Dr's. Vijay Singh and Muthu Bagavathiannan
Soil and Crop Sciences ,Texas A&M University

ABSTRACT 

Herbicide resistance is one of the major problems to weed management, posing great challenges to herbicide sustainability and crop production in world agriculture. Repeated applications of herbicides over several years expose large number of individuals/plants to selection pressure for resistant alleles. Resistant weeds can survive herbicide applications through several physiological mechanisms, which are broadly characterized into target-site and non-target site mechanisms. Target-site resistance mechanisms include increased expression of the target protein or structural changes to the herbicide binding site (gene mutation conferring amino acid change), leading to an uninterrupted production of the target enzyme at sufficient levels. On the other hand, non-target site resistance mechanisms involve altered absorption, translocation, and/or enhanced metabolic detoxification of the herbicides by gene families such as the cytochrome P450 monooxygenases and glutathione S-transferases. Reduced absorption and translocation is an important component in the study of herbicide resistance mechanisms. As a part of these tests, the absorption and translocation of herbicides is routinely investigated using various analytical techniques and complementary approaches to detect localization in plant tissues and organelles. Radioactive herbicides (14 C-labelled) have been typically used for this purpose for over half a century. However, experiments involving radio-active materials are expensive and subject to health and safety issues, thus requiring specialized training.
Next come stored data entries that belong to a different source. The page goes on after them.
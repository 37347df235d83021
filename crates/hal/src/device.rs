// Copyright 2025 Irreducible Inc.

use std::{fmt::Debug, sync::Arc};

use tracing::instrument;

use crate::{
	allocator::{Allocator, AllocatorPool, HostAllocator},
	buffer::{Buffer, BufferParams},
	channel::ChannelProvider,
	command_buffer::CommandBuffer,
	file::File,
	profiling::ProfilingOptions,
	queue::QueueAffinity,
	semaphore::{Semaphore, SemaphoreCompatibility, SemaphoreList, WaitMode},
	timeout::Timeout,
	transfer::{TransferBuffer, TransferBufferFlags},
	DeviceSize, Error,
};

/// Query category answered by [`Device::query_i64`] itself: the key is matched as a wildcard
/// pattern against the device identifier.
pub const DEVICE_ID_CATEGORY: &str = "hal.device.id";

/// Query category exposing [`DeviceCapabilities`] fields.
pub const DEVICE_CAPABILITY_CATEGORY: &str = "hal.device.capability";

/// Static traits of a backend.
#[derive(Debug, Clone, Copy, PartialEq, Eq)]
pub struct DeviceCapabilities {
	/// Number of queues addressable through a [`QueueAffinity`].
	pub queue_count: usize,
	/// Whether command buffers marked for inline execution may run during submission.
	pub inline_execution: bool,
	/// Whether ahead-of-time encoding may shrink tile sizes to narrow static shapes for this
	/// backend. Some backends mis-handle the narrowed layouts and clear this flag.
	pub narrow_tile_adjustment: bool,
}

impl Default for DeviceCapabilities {
	fn default() -> Self {
		Self {
			queue_count: 1,
			inline_execution: false,
			narrow_tile_adjustment: true,
		}
	}
}

/// The capability contract every device backend implements.
///
/// Methods are only invoked after [`Device`] has validated their arguments: semaphore lists are
/// well formed, transfers are non-empty, not host-to-host and not overlapping, and inline command
/// buffers are never submitted with a wait. Backends must be safe to call concurrently.
pub trait DeviceBackend: Debug + Send + Sync {
	fn id(&self) -> &str;

	fn capabilities(&self) -> DeviceCapabilities {
		DeviceCapabilities::default()
	}

	fn host_allocator(&self) -> HostAllocator;

	fn device_allocator(&self) -> Arc<dyn Allocator>;

	fn replace_device_allocator(&self, new_allocator: Arc<dyn Allocator>);

	fn replace_channel_provider(&self, new_provider: Option<Arc<dyn ChannelProvider>>);

	fn trim(&self) -> Result<(), Error>;

	fn query_i64(&self, category: &str, key: &str) -> Result<i64, Error>;

	fn create_semaphore(&self, initial_value: u64) -> Result<Arc<Semaphore>, Error> {
		Ok(Semaphore::new(initial_value))
	}

	fn query_semaphore_compatibility(&self, semaphore: &Semaphore) -> SemaphoreCompatibility;

	#[allow(clippy::too_many_arguments)]
	fn transfer_range(
		&self,
		source: TransferBuffer<'_>,
		source_offset: DeviceSize,
		target: TransferBuffer<'_>,
		target_offset: DeviceSize,
		data_length: DeviceSize,
		flags: TransferBufferFlags,
		timeout: Timeout,
	) -> Result<(), Error>;

	#[allow(clippy::too_many_arguments)]
	fn queue_alloca(
		&self,
		queue_affinity: QueueAffinity,
		wait_semaphores: SemaphoreList<'_>,
		signal_semaphores: SemaphoreList<'_>,
		pool: AllocatorPool,
		params: &BufferParams,
		allocation_size: DeviceSize,
	) -> Result<Arc<Buffer>, Error>;

	fn queue_dealloca(
		&self,
		queue_affinity: QueueAffinity,
		wait_semaphores: SemaphoreList<'_>,
		signal_semaphores: SemaphoreList<'_>,
		buffer: &Arc<Buffer>,
	) -> Result<(), Error>;

	#[allow(clippy::too_many_arguments)]
	fn queue_read(
		&self,
		queue_affinity: QueueAffinity,
		wait_semaphores: SemaphoreList<'_>,
		signal_semaphores: SemaphoreList<'_>,
		source_file: &Arc<dyn File>,
		source_offset: u64,
		target_buffer: &Arc<Buffer>,
		target_offset: DeviceSize,
		length: DeviceSize,
	) -> Result<(), Error>;

	#[allow(clippy::too_many_arguments)]
	fn queue_write(
		&self,
		queue_affinity: QueueAffinity,
		wait_semaphores: SemaphoreList<'_>,
		signal_semaphores: SemaphoreList<'_>,
		source_buffer: &Arc<Buffer>,
		source_offset: DeviceSize,
		target_file: &Arc<dyn File>,
		target_offset: u64,
		length: DeviceSize,
	) -> Result<(), Error>;

	fn queue_execute(
		&self,
		queue_affinity: QueueAffinity,
		wait_semaphores: SemaphoreList<'_>,
		signal_semaphores: SemaphoreList<'_>,
		command_buffers: &[Arc<CommandBuffer>],
	) -> Result<(), Error>;

	fn queue_flush(&self, queue_affinity: QueueAffinity) -> Result<(), Error>;

	fn wait_semaphores(
		&self,
		wait_mode: WaitMode,
		semaphores: SemaphoreList<'_>,
		timeout: Timeout,
	) -> Result<(), Error>;

	fn profiling_begin(&self, options: &ProfilingOptions) -> Result<(), Error>;

	fn profiling_end(&self) -> Result<(), Error>;
}

/// A shared handle to a device.
///
/// Cloning the handle shares the backend; the backend is destroyed when the last handle, including
/// those held by in-flight work inside the backend, is dropped.
#[derive(Debug, Clone)]
pub struct Device {
	backend: Arc<dyn DeviceBackend>,
}

impl Device {
	pub fn new(backend: impl DeviceBackend + 'static) -> Self {
		Self {
			backend: Arc::new(backend),
		}
	}

	pub fn from_backend(backend: Arc<dyn DeviceBackend>) -> Self {
		Self { backend }
	}

	pub fn backend(&self) -> &Arc<dyn DeviceBackend> {
		&self.backend
	}

	pub fn id(&self) -> &str {
		self.backend.id()
	}

	pub fn capabilities(&self) -> DeviceCapabilities {
		self.backend.capabilities()
	}

	pub fn host_allocator(&self) -> HostAllocator {
		self.backend.host_allocator()
	}

	pub fn allocator(&self) -> Arc<dyn Allocator> {
		self.backend.device_allocator()
	}

	pub fn replace_allocator(&self, new_allocator: Arc<dyn Allocator>) {
		tracing::debug!(
			device = self.id(),
			allocator = new_allocator.identifier(),
			"replacing device allocator"
		);
		self.backend.replace_device_allocator(new_allocator);
	}

	#[instrument(skip_all, fields(device = self.id()))]
	pub fn replace_channel_provider(&self, new_provider: Option<Arc<dyn ChannelProvider>>) {
		self.backend.replace_channel_provider(new_provider);
	}

	/// Releases pooled resources held by the backend.
	#[instrument(skip_all, fields(device = self.id()))]
	pub fn trim(&self) -> Result<(), Error> {
		self.backend.trim()
	}

	/// Queries an integer device property.
	///
	/// The [`DEVICE_ID_CATEGORY`] category is answered here without consulting the backend: the
	/// result is 1 if the device identifier matches `key` as a wildcard pattern and 0 otherwise.
	/// [`DEVICE_CAPABILITY_CATEGORY`] is likewise answered from [`Self::capabilities`].
	#[instrument(skip(self), level = "trace", fields(device = self.id()))]
	pub fn query_i64(&self, category: &str, key: &str) -> Result<i64, Error> {
		match category {
			DEVICE_ID_CATEGORY => Ok(match_pattern(self.id(), key) as i64),
			DEVICE_CAPABILITY_CATEGORY => query_capability(&self.capabilities(), key),
			_ => self.backend.query_i64(category, key),
		}
	}

	#[instrument(skip_all, fields(device = self.id()))]
	pub fn create_semaphore(&self, initial_value: u64) -> Result<Arc<Semaphore>, Error> {
		self.backend.create_semaphore(initial_value)
	}

	#[instrument(skip_all, fields(device = self.id()))]
	pub fn profiling_begin(&self, options: &ProfilingOptions) -> Result<(), Error> {
		options.validate()?;
		self.backend.profiling_begin(options)
	}

	#[instrument(skip_all, fields(device = self.id()))]
	pub fn profiling_end(&self) -> Result<(), Error> {
		self.backend.profiling_end()
	}
}

impl<B: DeviceBackend + 'static> From<Arc<B>> for Device {
	fn from(backend: Arc<B>) -> Self {
		Self { backend }
	}
}

fn query_capability(capabilities: &DeviceCapabilities, key: &str) -> Result<i64, Error> {
	match key {
		"queue_count" => Ok(capabilities.queue_count as i64),
		"inline_execution" => Ok(capabilities.inline_execution as i64),
		"narrow_tile_adjustment" => Ok(capabilities.narrow_tile_adjustment as i64),
		_ => Err(Error::NotFound(format!(
			"unknown key '{key}' in category '{DEVICE_CAPABILITY_CATEGORY}'"
		))),
	}
}

/// Matches `value` against a wildcard `pattern` where `*` matches any run of characters
/// (including none) and `?` matches exactly one.
pub fn match_pattern(value: &str, pattern: &str) -> bool {
	let value = value.chars().collect::<Vec<_>>();
	let pattern = pattern.chars().collect::<Vec<_>>();

	let (mut v, mut p) = (0, 0);
	// Position after the last `*` seen and the value index it was tried against.
	let mut backtrack = None;
	while v < value.len() {
		match pattern.get(p) {
			Some('*') => {
				backtrack = Some((p + 1, v));
				p += 1;
			}
			Some(&c) if c == '?' || c == value[v] => {
				p += 1;
				v += 1;
			}
			_ => match backtrack {
				Some((star_p, star_v)) => {
					p = star_p;
					v = star_v + 1;
					backtrack = Some((star_p, star_v + 1));
				}
				None => return false,
			},
		}
	}
	pattern[p..].iter().all(|&c| c == '*')
}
Alternatively, laser-induced breakdown spectroscopy (LIBS) and Raman spectroscopy can be studied to differentiate resistant and susceptible plant types with changes in plasma temperature and detecting the herbicide molecules in plant tissues. Applications of these technologies would expedite the research efforts towards the identification of target/ non-target site mechanisms and management of herbicide-resistant weeds in general.


Monday, March 13, 2017
IQSE Seminar Room (578 MPHY), 2:00 p.m.
Mitchell Physics Building


Institute for Quantum Science and Engineering
Texas A&M University

(Coffee and cookies served 15 minutes before start time)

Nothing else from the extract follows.